• [WORK TO BE COMPLETED] All of the data below should be copied exactly as it stands.

• [DATA RECORDS]
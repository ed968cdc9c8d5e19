use std::io::Write;

use csv::QuoteStyle;
use thiserror::Error;

use kassa_core::Transaction;

use crate::format::{format_amount, format_date};

/// Column layout of the report. `Kategorie` is intentionally left empty and
/// the classification result goes into `Unterkonto`; the downstream
/// accounting import depends on this exact arrangement.
pub const HEADER: [&str; 7] = [
    "Datum",
    "Betreff",
    "Betrag",
    "Buchungsnummer",
    "Semester",
    "Kategorie",
    "Unterkonto",
];

#[derive(Debug, Error)]
pub enum ReportError<E> {
    /// Failure of the transaction source feeding the report.
    #[error(transparent)]
    Source(E),
    #[error("CSV error: {0}")]
    Csv(#[from] csv::Error),
}

/// Writes the complete report: header row first, then one row per
/// transaction, every field quoted so embedded newlines round-trip.
///
/// The source is consumed lazily; its first error stops the export and is
/// returned unchanged. Zero transactions still produce the header row.
pub fn write_report<W, E, I>(out: W, transactions: I) -> Result<(), ReportError<E>>
where
    W: Write,
    I: IntoIterator<Item = Result<Transaction, E>>,
{
    let mut wtr = csv::WriterBuilder::new()
        .quote_style(QuoteStyle::Always)
        .from_writer(out);

    wtr.write_record(HEADER)?;
    for result in transactions {
        let tx = result.map_err(ReportError::Source)?;
        let date = format_date(tx.date());
        let amount = format_amount(tx.amount());
        wtr.write_record([
            date.as_str(),
            tx.subject(),
            amount.as_str(),
            "",
            "",
            "",
            tx.category(),
        ])?;
    }
    wtr.flush().map_err(csv::Error::from)?;
    Ok(())
}
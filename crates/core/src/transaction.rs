use chrono::NaiveDate;

use super::money::Amount;
use super::rules::RuleSet;

/// One classified financial movement. Immutable after construction: no
/// later component may recategorize it or alter any field.
#[derive(Debug, Clone, PartialEq)]
pub struct Transaction {
    date: NaiveDate,
    subject: String,
    amount: Amount,
    category: String,
}

impl Transaction {
    /// Builds a transaction from the fields of one decoded statement entry.
    ///
    /// The subject is the counterparty name (if non-empty) and the first
    /// purpose line (if any), joined by a single newline: name first,
    /// purpose second, later purpose lines dropped. The category is
    /// assigned here, exactly once.
    pub fn build(
        date: NaiveDate,
        counterparty: Option<&str>,
        purpose: &[String],
        amount: Amount,
        rules: &RuleSet,
    ) -> Self {
        let mut parts: Vec<&str> = Vec::with_capacity(2);
        if let Some(name) = counterparty {
            if !name.is_empty() {
                parts.push(name);
            }
        }
        if let Some(first) = purpose.first() {
            parts.push(first);
        }
        let subject = parts.join("\n");
        let category = rules.classify(&subject).to_string();

        Transaction {
            date,
            subject,
            amount,
            category,
        }
    }

    pub fn date(&self) -> NaiveDate {
        self.date
    }

    pub fn subject(&self) -> &str {
        &self.subject
    }

    pub fn amount(&self) -> Amount {
        self.amount
    }

    pub fn category(&self) -> &str {
        &self.category
    }
}

#[cfg(test)]
mod tests {
    use super::*;
    use rust_decimal::Decimal;

    fn date() -> NaiveDate {
        NaiveDate::from_ymd_opt(2024, 3, 4).unwrap()
    }

    fn eur(s: &str) -> Amount {
        Amount::in_eur(Decimal::from_str_exact(s).unwrap(), "EUR").unwrap()
    }

    fn lines(parts: &[&str]) -> Vec<String> {
        parts.iter().map(|s| s.to_string()).collect()
    }

    #[test]
    fn subject_joins_name_and_first_purpose_line() {
        let rules = RuleSet::default_rules();
        let tx = Transaction::build(
            date(),
            Some("Acme"),
            &lines(&["first", "second"]),
            eur("10.00"),
            &rules,
        );
        assert_eq!(tx.subject(), "Acme\nfirst");
    }

    #[test]
    fn subject_without_name() {
        let rules = RuleSet::default_rules();
        let tx = Transaction::build(date(), None, &lines(&["only"]), eur("10.00"), &rules);
        assert_eq!(tx.subject(), "only");
    }

    #[test]
    fn subject_empty_when_both_absent() {
        let rules = RuleSet::default_rules();
        let tx = Transaction::build(date(), None, &[], eur("10.00"), &rules);
        assert_eq!(tx.subject(), "");
        assert_eq!(tx.category(), rules.fallback());
    }

    #[test]
    fn empty_name_is_treated_as_absent() {
        let rules = RuleSet::default_rules();
        let tx = Transaction::build(date(), Some(""), &lines(&["only"]), eur("10.00"), &rules);
        assert_eq!(tx.subject(), "only");
    }

    #[test]
    fn category_comes_from_the_assembled_subject() {
        let rules = RuleSet::default_rules();
        let tx = Transaction::build(
            date(),
            Some("Erika Musterfrau"),
            &lines(&["Reisebeitrag 2024"]),
            eur("75.00"),
            &rules,
        );
        assert_eq!(tx.category(), "Chorreise");
    }

    #[test]
    fn name_alone_can_classify() {
        // The counterparty name is part of the searched subject.
        let rules = RuleSet::default_rules();
        let tx = Transaction::build(
            date(),
            Some("Jugendherberge Ochsenhausen"),
            &[],
            eur("-150.00"),
            &rules,
        );
        assert_eq!(tx.category(), "Probenwochenende");
    }
}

• [ANSWER SPACE]
repository ed968cdc9c8d5e19
use std::io::Write;

use csv::QuoteStyle;
use thiserror::Error;

use kassa_core::Transaction;

use crate::format::{format_amount, format_date};

/// Column layout of the report. `Kategorie` is intentionally left empty and
/// the classification result goes into `Unterkonto`; the downstream
/// accounting import depends on this exact arrangement.
pub const HEADER: [&str; 7] = [
    "Datum",
    "Betreff",
    "Betrag",
    "Buchungsnummer",
    "Semester",
    "Kategorie",
    "Unterkonto",
];

#[derive(Debug, Error)]
pub enum ReportError<E> {
    /// Failure of the transaction source feeding the report.
    #[error(transparent)]
    Source(E),
    #[error("CSV error: {0}")]
    Csv(#[from] csv::Error),
}

/// Writes the complete report: header row first, then one row per
/// transaction, every field quoted so embedded newlines round-trip.
///
/// The source is consumed lazily; its first error stops the export and is
/// returned unchanged. Zero transactions still produce the header row.
pub fn write_report<W, E, I>(out: W, transactions: I) -> Result<(), ReportError<E>>
where
    W: Write,
    I: IntoIterator<Item = Result<Transaction, E>>,
{
    let mut wtr = csv::WriterBuilder::new()
        .quote_style(QuoteStyle::Always)
        .from_writer(out);

    wtr.write_record(HEADER)?;
    for result in transactions {
        let tx = result.map_err(ReportError::Source)?;
        let date = format_date(tx.date());
        let amount = format_amount(tx.amount());
        wtr.write_record([
            date.as_str(),
            tx.subject(),
            amount.as_str(),
            "",
            "",
            "",
            tx.category(),
        ])?;
    }
    wtr.flush().map_err(csv::Error::from)?;
    Ok(())
}
filename crates/core/src/transaction.rs
use chrono::NaiveDate;

use super::money::Amount;
use super::rules::RuleSet;

/// One classified financial movement. Immutable after construction: no
/// later component may recategorize it or alter any field.
#[derive(Debug, Clone, PartialEq)]
pub struct Transaction {
    date: NaiveDate,
    subject: String,
    amount: Amount,
    category: String,
}

impl Transaction {
    /// Builds a transaction from the fields of one decoded statement entry.
    ///
    /// The subject is the counterparty name (if non-empty) and the first
    /// purpose line (if any), joined by a single newline: name first,
    /// purpose second, later purpose lines dropped. The category is
    /// assigned here, exactly once.
    pub fn build(
        date: NaiveDate,
        counterparty: Option<&str>,
        purpose: &[String],
        amount: Amount,
        rules: &RuleSet,
    ) -> Self {
        let mut parts: Vec<&str> = Vec::with_capacity(2);
        if let Some(name) = counterparty {
            if !name.is_empty() {
                parts.push(name);
            }
        }
        if let Some(first) = purpose.first() {
            parts.push(first);
        }
        let subject = parts.join("\n");
        let category = rules.classify(&subject).to_string();

        Transaction {
            date,
            subject,
            amount,
            category,
        }
    }

    pub fn date(&self) -> NaiveDate {
        self.date
    }

    pub fn subject(&self) -> &str {
        &self.subject
    }

    pub fn amount(&self) -> Amount {
        self.amount
    }

    pub fn category(&self) -> &str {
        &self.category
    }
}

#[cfg(test)]
mod tests {
    use super::*;
    use rust_decimal::Decimal;

    fn date() -> NaiveDate {
        NaiveDate::from_ymd_opt(2024, 3, 4).unwrap()
    }

    fn eur(s: &str) -> Amount {
        Amount::in_eur(Decimal::from_str_exact(s).unwrap(), "EUR").unwrap()
    }

    fn lines(parts: &[&str]) -> Vec<String> {
        parts.iter().map(|s| s.to_string()).collect()
    }

    #[test]
    fn subject_joins_name_and_first_purpose_line() {
        let rules = RuleSet::default_rules();
        let tx = Transaction::build(
            date(),
            Some("Acme"),
            &lines(&["first", "second"]),
            eur("10.00"),
            &rules,
        );
        assert_eq!(tx.subject(), "Acme\nfirst");
    }

    #[test]
    fn subject_without_name() {
        let rules = RuleSet::default_rules();
        let tx = Transaction::build(date(), None, &lines(&["only"]), eur("10.00"), &rules);
        assert_eq!(tx.subject(), "only");
    }

    #[test]
    fn subject_empty_when_both_absent() {
        let rules = RuleSet::default_rules();
        let tx = Transaction::build(date(), None, &[], eur("10.00"), &rules);
        assert_eq!(tx.subject(), "");
        assert_eq!(tx.category(), rules.fallback());
    }

    #[test]
    fn empty_name_is_treated_as_absent() {
        let rules = RuleSet::default_rules();
        let tx = Transaction::build(date(), Some(""), &lines(&["only"]), eur("10.00"), &rules);
        assert_eq!(tx.subject(), "only");
    }

    #[test]
    fn category_comes_from_the_assembled_subject() {
        let rules = RuleSet::default_rules();
        let tx = Transaction::build(
            date(),
            Some("Erika Musterfrau"),
            &lines(&["Reisebeitrag 2024"]),
            eur("75.00"),
            &rules,
        );
        assert_eq!(tx.category(), "Chorreise");
    }

    #[test]
    fn name_alone_can_classify() {
        // The counterparty name is part of the searched subject.
        let rules = RuleSet::default_rules();
        let tx = Transaction::build(
            date(),
            Some("Jugendherberge Ochsenhausen"),
            &[],
            eur("-150.00"),
            &rules,
        );
        assert_eq!(tx.category(), "Probenwochenende");
    }
}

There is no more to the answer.